Many teenagers can't get critical summer internships and jobs that look good on college applications because they're in school, while others must return to campus during their vacations to participate in extracurricular activities such as band and yearbook.

Ask nearly any teacher at Hollywood High whether students are getting a first-class education and the answer is a resounding no.

"If you wanted to destroy public schools, you'd start with year-round schedules," said English teacher Richard Cunningham.

Hollywood High offers a glimpse into the future of education in Los Angeles.

Within five years, every high school in L.A. Unified must convert to a schedule like Hollywood High's, casualties of explosive growth and the district's failure to build schools. More than half of middle-schools will have to run year-round.

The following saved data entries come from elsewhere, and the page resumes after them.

//! # The Table
//!
//! Owns the screen and the game and runs them in lock step. Every rules
//! step is followed by the drawing that shows it:
//!
//! ```text
//! ┌──────────────────────────────────────────────────────────────┐
//! │                          ONE TURN                            │
//! ├──────────────────────────────────────────────────────────────┤
//! │  set_player ──▶ produce ──▶ panels ──▶ delay                 │
//! │       │                                                      │
//! │       ▼                                                      │
//! │  choose move (computer or pad) ──▶ apply ──▶ slide to discard│
//! │       │                                                      │
//! │       ▼                                                      │
//! │  structures + panels ──▶ delay ──▶ draw card ──▶ delay       │
//! └──────────────────────────────────────────────────────────────┘
//! ```
//!
//! Reset requests are checked between phases and between input frames,
//! never inside a render step.

use ants_core::ResetLatch;
use ants_rendering::{
    draw_background, load_static_assets, AssetBank, CardBufferCache, PanelRenderer,
    StructureKind, StructureRenderer, Vdp, VramStats,
};
use ants_rules::{
    ai, Dealer, GameConfig, GameResult, GameState, Move, MoveRecord, Seat, Settings,
    SettingsStore,
};
use ants_shared::constants::{HAND_SIZE, HAND_Y_SPRITE};
use ants_shared::{CardFace, Player};
use ants_ui::{
    place_card_sprites, CardPosition, HandAction, HandCursor, InputState, PadSource, Point,
    ScriptedPads, SlideAnimator,
};

use crate::error::{TableError, TableResult};
use crate::events::{EventBus, EventReceiver, EventSender, TableEvent};

/// Pixels the selected card is lifted out of the hand.
pub const CURSOR_LIFT: u16 = 8;

/// What a call to [`Table::take_turn`] ended with.
#[derive(Debug, Clone, Copy, PartialEq, Eq)]
pub enum TurnOutcome {
    /// The game goes on.
    Continue,
    /// The game is over.
    Finished(GameResult),
    /// A reset was requested. The game is abandoned.
    Reset,
}

/// Screen, game and players.
pub struct Table {
    vdp: Vdp,
    assets: AssetBank,
    cards: CardBufferCache,
    panel: PanelRenderer,
    castles: StructureRenderer,
    fences: StructureRenderer,
    slide: SlideAnimator,
    input: InputState,
    pads: Box<dyn PadSource>,
    config: GameConfig,
    dealer: Dealer,
    game: GameState,
    store: Box<dyn SettingsStore>,
    settings: Settings,
    bus: EventBus,
    events: EventSender,
    games: u32,
}

impl Table {
    /// Creates a table. Nothing is drawn until [`start_game`](Self::start_game).
    ///
    /// A corrupt settings blob is replaced by defaults.
    pub fn new(
        config: GameConfig,
        assets: AssetBank,
        mut store: Box<dyn SettingsStore>,
    ) -> TableResult<Self> {
        config.validate()?;
        let settings = Settings::load_or_default(store.as_mut())?;
        let bus = EventBus::default();
        let events = bus.sender();

        Ok(Self {
            vdp: Vdp::new(),
            assets,
            cards: CardBufferCache::new(),
            panel: PanelRenderer::new(),
            castles: StructureRenderer::new(StructureKind::Fortification),
            fences: StructureRenderer::new(StructureKind::Barrier),
            slide: SlideAnimator::new(config.pacing.slide_speed),
            input: InputState::new(),
            pads: Box::<ScriptedPads>::default(),
            dealer: Dealer::new(config.seed),
            game: GameState::new(&config),
            config,
            store,
            settings,
            bus,
            events,
            games: 0,
        })
    }

    /// Replaces the controller source used for human seats.
    pub fn set_pads(&mut self, pads: Box<dyn PadSource>) {
        self.pads = pads;
    }

    /// Receiver for table events.
    #[must_use]
    pub fn events(&self) -> EventReceiver {
        self.bus.receiver()
    }

    /// Raises the reset request, as the console's reset button would.
    pub fn request_reset(&self) {
        self.input.reset_latch().raise();
    }

    /// Handle for raising resets from another thread.
    #[must_use]
    pub fn reset_latch(&self) -> ResetLatch {
        self.input.reset_latch()
    }

    /// The video chip.
    #[inline]
    #[must_use]
    pub fn vdp(&self) -> &Vdp {
        &self.vdp
    }

    /// Transfer statistics so far.
    #[inline]
    #[must_use]
    pub fn stats(&self) -> VramStats {
        self.vdp.stats()
    }

    /// The game in progress.
    #[inline]
    #[must_use]
    pub fn game(&self) -> &GameState {
        &self.game
    }

    /// Win counts.
    #[inline]
    #[must_use]
    pub fn settings(&self) -> &Settings {
        &self.settings
    }

    /// Card buffer cache, for inspecting upload counts.
    #[inline]
    #[must_use]
    pub fn cards(&self) -> &CardBufferCache {
        &self.cards
    }

    /// Sets up the screen and deals both hands.
    pub fn start_game(&mut self) {
        self.games += 1;
        self.game = GameState::new(&self.config);
        self.cards.reset();
        self.castles.reset();
        self.fences.reset();
        self.slide.finish(&mut self.vdp);
        // A stale request would abandon the new game at once.
        self.input.take_reset();
        self.events.send(TableEvent::GameStarted { game: self.games });

        self.vdp.set_display(false);
        load_static_assets(&mut self.vdp, &self.assets);
        draw_background(&mut self.vdp, &self.assets);
        self.panel.draw_panels(&mut self.vdp, &self.assets);
        self.panel
            .update_all(&mut self.vdp, &self.assets, &self.game.panel_values());
        self.panel
            .set_active_player(&mut self.vdp, &self.assets, Player::One);
        self.draw_at(CardPosition::Draw, CardFace::Back);
        self.draw_at(CardPosition::Discard, CardFace::Empty);
        for position in CardPosition::hand() {
            self.draw_at(position, CardFace::Empty);
        }
        self.refresh_structures();
        self.vdp.wait_for_vblank();
        self.vdp.set_display(true);
        tracing::info!(game = self.games, seed = self.config.seed, "game started");

        for player in Player::ALL {
            self.panel
                .set_active_player(&mut self.vdp, &self.assets, player);
            for slot in 0..HAND_SIZE {
                let card = self.dealer.deal();
                self.game.deal(player, slot, card);
                self.animate_draw(player, slot);
                self.events.send(TableEvent::CardDealt { player, slot, card });
            }
            self.vdp.delay_frames(self.config.pacing.deal_delay);
        }
    }

    /// Plays one turn for the player whose turn is next.
    pub fn take_turn(&mut self) -> TableResult<TurnOutcome> {
        if let Some(result) = self.game.result() {
            return Ok(TurnOutcome::Finished(result));
        }
        if self.reset_requested() {
            return Ok(TurnOutcome::Reset);
        }

        let first = self.game.turn() == 0;
        let player = if first {
            Player::One
        } else {
            self.game.active().other()
        };
        self.set_player(player);
        self.game.begin_turn(player, !first);
        self.refresh_counters();
        self.events.send(TableEvent::TurnStarted {
            player,
            turn: self.game.turn(),
            produced: !first,
        });
        self.vdp.delay_frames(self.config.pacing.turn_start_delay);
        if self.reset_requested() {
            return Ok(TurnOutcome::Reset);
        }

        let action = match self.config.players.seat(player) {
            Seat::Ai => ai::choose_move(&self.game, player).ok_or(TableError::EmptyHand(player))?,
            Seat::Human => match self.human_move(player)? {
                Some(action) => action,
                None => {
                    self.events.send(TableEvent::Reset);
                    return Ok(TurnOutcome::Reset);
                }
            },
        };
        let record = self.game.apply_move(action)?;
        self.events.send(TableEvent::MovePlayed(record));
        self.animate_move(record);
        self.refresh_structures();
        self.refresh_counters();
        self.vdp.delay_frames(self.config.pacing.move_delay);

        if let Some(result) = self.game.result() {
            self.finish(result)?;
            return Ok(TurnOutcome::Finished(result));
        }

        let card = self.dealer.deal();
        if let Some(slot) = self.game.fill_empty_slot(card) {
            self.animate_draw(player, slot);
            self.events.send(TableEvent::CardDealt { player, slot, card });
        }
        self.vdp.delay_frames(self.config.pacing.draw_delay);

        self.game.end_turn();
        if let Some(result) = self.game.result() {
            self.finish(result)?;
            return Ok(TurnOutcome::Finished(result));
        }
        if self.reset_requested() {
            return Ok(TurnOutcome::Reset);
        }
        Ok(TurnOutcome::Continue)
    }

    /// Starts a game and plays it to the end or to a reset.
    ///
    /// Returns `None` if the game was reset.
    pub fn play_game(&mut self) -> TableResult<Option<GameResult>> {
        self.start_game();
        loop {
            match self.take_turn()? {
                TurnOutcome::Continue => {}
                TurnOutcome::Finished(result) => return Ok(Some(result)),
                TurnOutcome::Reset => return Ok(None),
            }
        }
    }

    fn reset_requested(&mut self) -> bool {
        if self.input.take_reset() {
            tracing::info!(turn = self.game.turn(), "reset requested");
            self.events.send(TableEvent::Reset);
            return true;
        }
        false
    }

    fn finish(&mut self, result: GameResult) -> TableResult<()> {
        if let GameResult::Won(winner) = result {
            self.settings.record_win(winner);
            self.settings.save(self.store.as_mut())?;
        }
        tracing::info!(
            ?result,
            turns = self.game.turn(),
            wins_one = self.settings.wins(Player::One),
            wins_two = self.settings.wins(Player::Two),
            "game over"
        );
        self.events.send(TableEvent::GameOver(result));
        Ok(())
    }

    /// Whether a player's cards are shown face down.
    ///
    /// Computer hands are hidden from a human opponent. With two computers
    /// the second hand is hidden so the table looks like a one-player game.
    fn hand_hidden(&self, player: Player) -> bool {
        let players = &self.config.players;
        players.seat(player) == Seat::Ai
            && (players.seat(player.other()) == Seat::Human || player == Player::Two)
    }

    fn face_in_hand(&self, player: Player, slot: usize) -> CardFace {
        match self.game.hand(player)[slot] {
            None => CardFace::Empty,
            Some(_) if self.hand_hidden(player) => CardFace::Back,
            Some(card) => CardFace::Card(card),
        }
    }

    /// Moves the indicator and shows `player`'s hand.
    fn set_player(&mut self, player: Player) {
        self.panel
            .set_active_player(&mut self.vdp, &self.assets, player);
        for slot in 0..HAND_SIZE {
            let face = self.face_in_hand(player, slot);
            self.draw_at(CardPosition::Hand(slot), face);
            // One card upload per vertical blank.
            if self.vdp.back().pending_patterns() > 0 {
                self.vdp.wait_for_vblank();
            }
        }
        self.vdp.wait_for_vblank();
    }

    fn draw_at(&mut self, position: CardPosition, face: CardFace) {
        let (x, y) = position.tile();
        self.cards.draw(
            &mut self.vdp,
            &self.assets,
            position.cache_slot(),
            face,
            x,
            y,
        );
    }

    fn animate_draw(&mut self, player: Player, slot: usize) {
        let face = self.face_in_hand(player, slot);
        let target = CardPosition::Hand(slot);
        self.slide.begin(
            &mut self.vdp,
            &mut self.cards,
            &self.assets,
            CardPosition::Draw.point(),
            face,
        );
        self.slide.advance(&mut self.vdp, target.point());
        self.draw_at(target, face);
        self.slide.finish(&mut self.vdp);
        self.vdp.wait_for_vblank();
    }

    fn animate_move(&mut self, record: MoveRecord) {
        let face = match record.action {
            Move::Play(_) => CardFace::Card(record.card),
            Move::Discard(_) => CardFace::Discarded(record.card),
        };
        self.slide.begin(
            &mut self.vdp,
            &mut self.cards,
            &self.assets,
            CardPosition::Hand(record.action.slot()).point(),
            face,
        );
        self.draw_at(CardPosition::Hand(record.action.slot()), CardFace::Empty);
        self.slide
            .advance(&mut self.vdp, CardPosition::Discard.point());
        self.draw_at(CardPosition::Discard, face);
        self.slide.finish(&mut self.vdp);
        self.vdp.wait_for_vblank();
    }

    fn refresh_counters(&mut self) {
        let drawn = self
            .panel
            .update_all(&mut self.vdp, &self.assets, &self.game.panel_values());
        if drawn > 0 {
            self.vdp.wait_for_vblank();
        }
    }

    fn refresh_structures(&mut self) {
        let (castles, fences) = self.game.structure_heights();
        self.castles
            .render_all(&mut self.vdp, &self.assets, castles);
        self.fences.render_all(&mut self.vdp, &self.assets, fences);
    }

    /// Waits for a human move, showing the selected card lifted out of the
    /// hand. Returns `None` on reset.
    ///
    /// A pad source that runs dry can never produce the move, so that is an
    /// error rather than an endless wait.
    fn human_move(&mut self, player: Player) -> TableResult<Option<Move>> {
        let mut cursor = HandCursor::new();
        self.lift(player, cursor.slot());
        loop {
            self.vdp.wait_for_vblank();
            if self.input.take_reset() {
                tracing::info!(turn = self.game.turn(), "reset requested");
                self.vdp.clear_sprites();
                return Ok(None);
            }
            let Some(sample) = self.pads.poll() else {
                self.vdp.clear_sprites();
                return Err(TableError::PadsExhausted(player));
            };
            self.input.begin_frame(sample);

            let before = cursor.slot();
            let action = match cursor.apply(self.input.controller(player)) {
                Some(HandAction::Play(slot)) => Move::Play(slot),
                Some(HandAction::Discard(slot)) => Move::Discard(slot),
                None => {
                    if cursor.slot() != before {
                        self.lift(player, cursor.slot());
                    }
                    continue;
                }
            };
            match self.game.validate(action) {
                Ok(_) => {
                    self.vdp.clear_sprites();
                    return Ok(Some(action));
                }
                Err(err) => tracing::debug!(?action, %err, "move refused"),
            }
        }
    }

    fn lift(&mut self, player: Player, slot: usize) {
        self.vdp.clear_sprites();
        let face = self.face_in_hand(player, slot);
        let patterns = self.cards.ensure_sprite(&mut self.vdp, &self.assets, face);
        let at = CardPosition::Hand(slot).point();
        place_card_sprites(
            &mut self.vdp,
            patterns,
            Point::new(at.x, HAND_Y_SPRITE - CURSOR_LIFT),
        );
    }
}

Twelve-month schedules have become a primary solution to overcrowding in a growing number of districts because they allow schools to serve additional students in shortened, overlapping terms.

Use of the year-round calendar has grown steadily in Los Angeles over two decades. L.A. Unified now has more year-round campuses than New York, Chicago, Philadelphia, Miami and Houston combined.

The experience at Hollywood High shows how multitrack schedules present students with hurdles that do not exist at other schools. The setbacks, while not crippling on their own, take a cumulative toll on learning, spawning what many call a two-tiered system of education.

"In a well-intentioned effort to solve overcrowding, we have exacerbated inequities in schools," said Jeannie Oakes, associate dean of UCLA's Graduate School of Education and Information Studies. "People with more privilege and political clout don't want their children in these schools."